INPUT DATA Start Marker
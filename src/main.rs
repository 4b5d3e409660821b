mod metrics;
mod models;
mod run;
mod session;
mod store;
mod ui;

use anyhow::{Context, Result};

fn main() -> Result<()> {
    let args: Vec<String> = std::env::args().collect();
    let db_path = get_db_path()?;
    let mut store = store::Store::open(&db_path)?;
    let session = session::Session::resume_or_create(&mut store)?;

    if args.len() > 1 {
        run::as_cli(&args, &mut store, &session)
    } else {
        run::as_tui(&mut store, &session)
    }
}

fn get_db_path() -> Result<std::path::PathBuf> {
    let proj_dirs = directories::ProjectDirs::from("com", "findash", "FinDash")
        .ok_or_else(|| anyhow::anyhow!("Could not determine data directory"))?;
    let data_dir = proj_dirs.data_dir();
    std::fs::create_dir_all(data_dir)
        .with_context(|| format!("Failed to create data directory: {}", data_dir.display()))?;
    Ok(data_dir.join("findash.db"))
}
use ratatui::style::Color;
use rust_decimal::Decimal;

/// Format a decimal amount with thousand separators and 2 decimal places.
/// e.g. `1234567.89` → `"$1,234,567.89"`
pub(crate) fn format_amount(val: Decimal) -> String {
    let abs = val.abs();
    let formatted = format!("{abs:.2}");
    let mut parts = formatted.split('.');
    let int_part = parts.next().unwrap_or("0");
    let dec_part = parts.next().unwrap_or("00");

    let with_commas: String = int_part
        .as_bytes()
        .rchunks(3)
        .rev()
        .map(|chunk| std::str::from_utf8(chunk).unwrap_or(""))
        .collect::<Vec<_>>()
        .join(",");

    if val < Decimal::ZERO {
        format!("-${with_commas}.{dec_part}")
    } else {
        format!("${with_commas}.{dec_part}")
    }
}

/// Truncate a string to `max` visible characters, appending "…" if truncated.
/// Safe for multi-byte UTF-8 characters.
pub(crate) fn truncate(s: &str, max: usize) -> String {
    if max == 0 {
        return String::new();
    }
    let char_count = s.chars().count();
    if char_count <= max {
        return s.to_string();
    }
    let truncated: String = s.chars().take(max.saturating_sub(1)).collect();
    format!("{truncated}…")
}

/// Parse a `#rrggbb` hex string into a terminal color. Category colors
/// are stored in this form.
pub(crate) fn parse_hex_color(s: &str) -> Option<Color> {
    let hex = s.strip_prefix('#')?;
    if hex.len() != 6 {
        return None;
    }
    let r = u8::from_str_radix(&hex[0..2], 16).ok()?;
    let g = u8::from_str_radix(&hex[2..4], 16).ok()?;
    let b = u8::from_str_radix(&hex[4..6], 16).ok()?;
    Some(Color::Rgb(r, g, b))
}

/// Move a list cursor down by one, adjusting scroll to keep cursor visible.
pub(crate) fn scroll_down(index: &mut usize, scroll: &mut usize, len: usize, page: usize) {
    if *index + 1 < len {
        *index += 1;
        if *index >= *scroll + page {
            *scroll = index.saturating_sub(page - 1);
        }
    }
}

/// Move a list cursor up by one, adjusting scroll to keep cursor visible.
pub(crate) fn scroll_up(index: &mut usize, scroll: &mut usize) {
    *index = index.saturating_sub(1);
    if *index < *scroll {
        *scroll = *index;
    }
}

/// Jump cursor to the top of a list.
pub(crate) fn scroll_to_top(index: &mut usize, scroll: &mut usize) {
    *index = 0;
    *scroll = 0;
}

/// Jump cursor to the bottom of a list.
pub(crate) fn scroll_to_bottom(index: &mut usize, scroll: &mut usize, len: usize, page: usize) {
    if len > 0 {
        *index = len - 1;
        *scroll = index.saturating_sub(page.saturating_sub(1));
    }
}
INPUT DATA End Marker
» **EXERCISE BRIEF**:
Would you restate each of the entries word for word?

» **TASK ANSWER**:
filename src/main.rs
repository 4b5d3e409660821b
mod metrics;
mod models;
mod run;
mod session;
mod store;
mod ui;

use anyhow::{Context, Result};

fn main() -> Result<()> {
    let args: Vec<String> = std::env::args().collect();
    let db_path = get_db_path()?;
    let mut store = store::Store::open(&db_path)?;
    let session = session::Session::resume_or_create(&mut store)?;

    if args.len() > 1 {
        run::as_cli(&args, &mut store, &session)
    } else {
        run::as_tui(&mut store, &session)
    }
}

fn get_db_path() -> Result<std::path::PathBuf> {
    let proj_dirs = directories::ProjectDirs::from("com", "findash", "FinDash")
        .ok_or_else(|| anyhow::anyhow!("Could not determine data directory"))?;
    let data_dir = proj_dirs.data_dir();
    std::fs::create_dir_all(data_dir)
        .with_context(|| format!("Failed to create data directory: {}", data_dir.display()))?;
    Ok(data_dir.join("findash.db"))
}
use ratatui::style::Color;
use rust_decimal::Decimal;

/// Format a decimal amount with thousand separators and 2 decimal places.
/// e.g. `1234567.89` → `"$1,234,567.89"`
pub(crate) fn format_amount(val: Decimal) -> String {
    let abs = val.abs();
    let formatted = format!("{abs:.2}");
    let mut parts = formatted.split('.');
    let int_part = parts.next().unwrap_or("0");
    let dec_part = parts.next().unwrap_or("00");

    let with_commas: String = int_part
        .as_bytes()
        .rchunks(3)
        .rev()
        .map(|chunk| std::str::from_utf8(chunk).unwrap_or(""))
        .collect::<Vec<_>>()
        .join(",");

    if val < Decimal::ZERO {
        format!("-${with_commas}.{dec_part}")
    } else {
        format!("${with_commas}.{dec_part}")
    }
}

/// Truncate a string to `max` visible characters, appending "…" if truncated.
/// Safe for multi-byte UTF-8 characters.
pub(crate) fn truncate(s: &str, max: usize) -> String {
    if max == 0 {
        return String::new();
    }
    let char_count = s.chars().count();
    if char_count <= max {
        return s.to_string();
    }
    let truncated: String = s.chars().take(max.saturating_sub(1)).collect();
    format!("{truncated}…")
}

/// Parse a `#rrggbb` hex string into a terminal color. Category colors
/// are stored in this form.
pub(crate) fn parse_hex_color(s: &str) -> Option<Color> {
    let hex = s.strip_prefix('#')?;
    if hex.len() != 6 {
        return None;
    }
    let r = u8::from_str_radix(&hex[0..2], 16).ok()?;
    let g = u8::from_str_radix(&hex[2..4], 16).ok()?;
    let b = u8::from_str_radix(&hex[4..6], 16).ok()?;
    Some(Color::Rgb(r, g, b))
}

/// Move a list cursor down by one, adjusting scroll to keep cursor visible.
pub(crate) fn scroll_down(index: &mut usize, scroll: &mut usize, len: usize, page: usize) {
    if *index + 1 < len {
        *index += 1;
        if *index >= *scroll + page {
            *scroll = index.saturating_sub(page - 1);
        }
    }
}

/// Move a list cursor up by one, adjusting scroll to keep cursor visible.
pub(crate) fn scroll_up(index: &mut usize, scroll: &mut usize) {
    *index = index.saturating_sub(1);
    if *index < *scroll {
        *scroll = *index;
    }
}

/// Jump cursor to the top of a list.
pub(crate) fn scroll_to_top(index: &mut usize, scroll: &mut usize) {
    *index = 0;
    *scroll = 0;
}

/// Jump cursor to the bottom of a list.
pub(crate) fn scroll_to_bottom(index: &mut usize, scroll: &mut usize, len: usize, page: usize) {
    if len > 0 {
        *index = len - 1;
        *scroll = index.saturating_sub(page.saturating_sub(1));
    }
}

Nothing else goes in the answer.